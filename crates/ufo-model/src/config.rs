use serde::{Deserialize, Serialize};

/// How vertex records treat names missing from the symbol tables.
#[derive(Debug, Clone, Copy, PartialEq, Eq, Serialize, Deserialize, Default)]
#[serde(rename_all = "kebab-case")]
pub enum SymbolPolicy {
    /// Every name must be declared before loading; unknown names reject the record.
    Strict,
    /// Unknown names are interned with a placeholder descriptor once the record validates.
    #[default]
    Intern,
}

/// Options controlling vertex validation during [`Registry::load`](crate::Registry::load).
#[derive(Debug, Clone, PartialEq, Eq, Serialize, Deserialize)]
pub struct RegistryConfig {
    /// Treatment of undeclared particle, Lorentz and coupling names.
    #[serde(default)]
    pub symbol_policy: SymbolPolicy,
    /// Reject vertices whose Lorentz structures declare a different leg count.
    #[serde(default = "default_check_lorentz_arity")]
    pub check_lorentz_arity: bool,
}

fn default_check_lorentz_arity() -> bool {
    true
}

impl Default for RegistryConfig {
    fn default() -> Self {
        Self {
            symbol_policy: SymbolPolicy::default(),
            check_lorentz_arity: default_check_lorentz_arity(),
        }
    }
}

impl RegistryConfig {
    /// Configuration requiring every symbol to be declared up front.
    pub fn strict() -> Self {
        Self {
            symbol_policy: SymbolPolicy::Strict,
            ..Self::default()
        }
    }
}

*Work order:* Take the material above and reproduce it word for word.

*Result of this exercise:*
filename crates/ufo-model/src/config.rs
use serde::{Deserialize, Serialize};

/// How vertex records treat names missing from the symbol tables.
#[derive(Debug, Clone, Copy, PartialEq, Eq, Serialize, Deserialize, Default)]
#[serde(rename_all = "kebab-case")]
pub enum SymbolPolicy {
    /// Every name must be declared before loading; unknown names reject the record.
    Strict,
    /// Unknown names are interned with a placeholder descriptor once the record validates.
    #[default]
    Intern,
}

/// Options controlling vertex validation during [`Registry::load`](crate::Registry::load).
#[derive(Debug, Clone, PartialEq, Eq, Serialize, Deserialize)]
pub struct RegistryConfig {
    /// Treatment of undeclared particle, Lorentz and coupling names.
    #[serde(default)]
    pub symbol_policy: SymbolPolicy,
    /// Reject vertices whose Lorentz structures declare a different leg count.
    #[serde(default = "default_check_lorentz_arity")]
    pub check_lorentz_arity: bool,
}

fn default_check_lorentz_arity() -> bool {
    true
}

impl Default for RegistryConfig {
    fn default() -> Self {
        Self {
            symbol_policy: SymbolPolicy::default(),
            check_lorentz_arity: default_check_lorentz_arity(),
        }
    }
}

impl RegistryConfig {
    /// Configuration requiring every symbol to be declared up front.
    pub fn strict() -> Self {
        Self {
            symbol_policy: SymbolPolicy::Strict,
            ..Self::default()
        }
    }
}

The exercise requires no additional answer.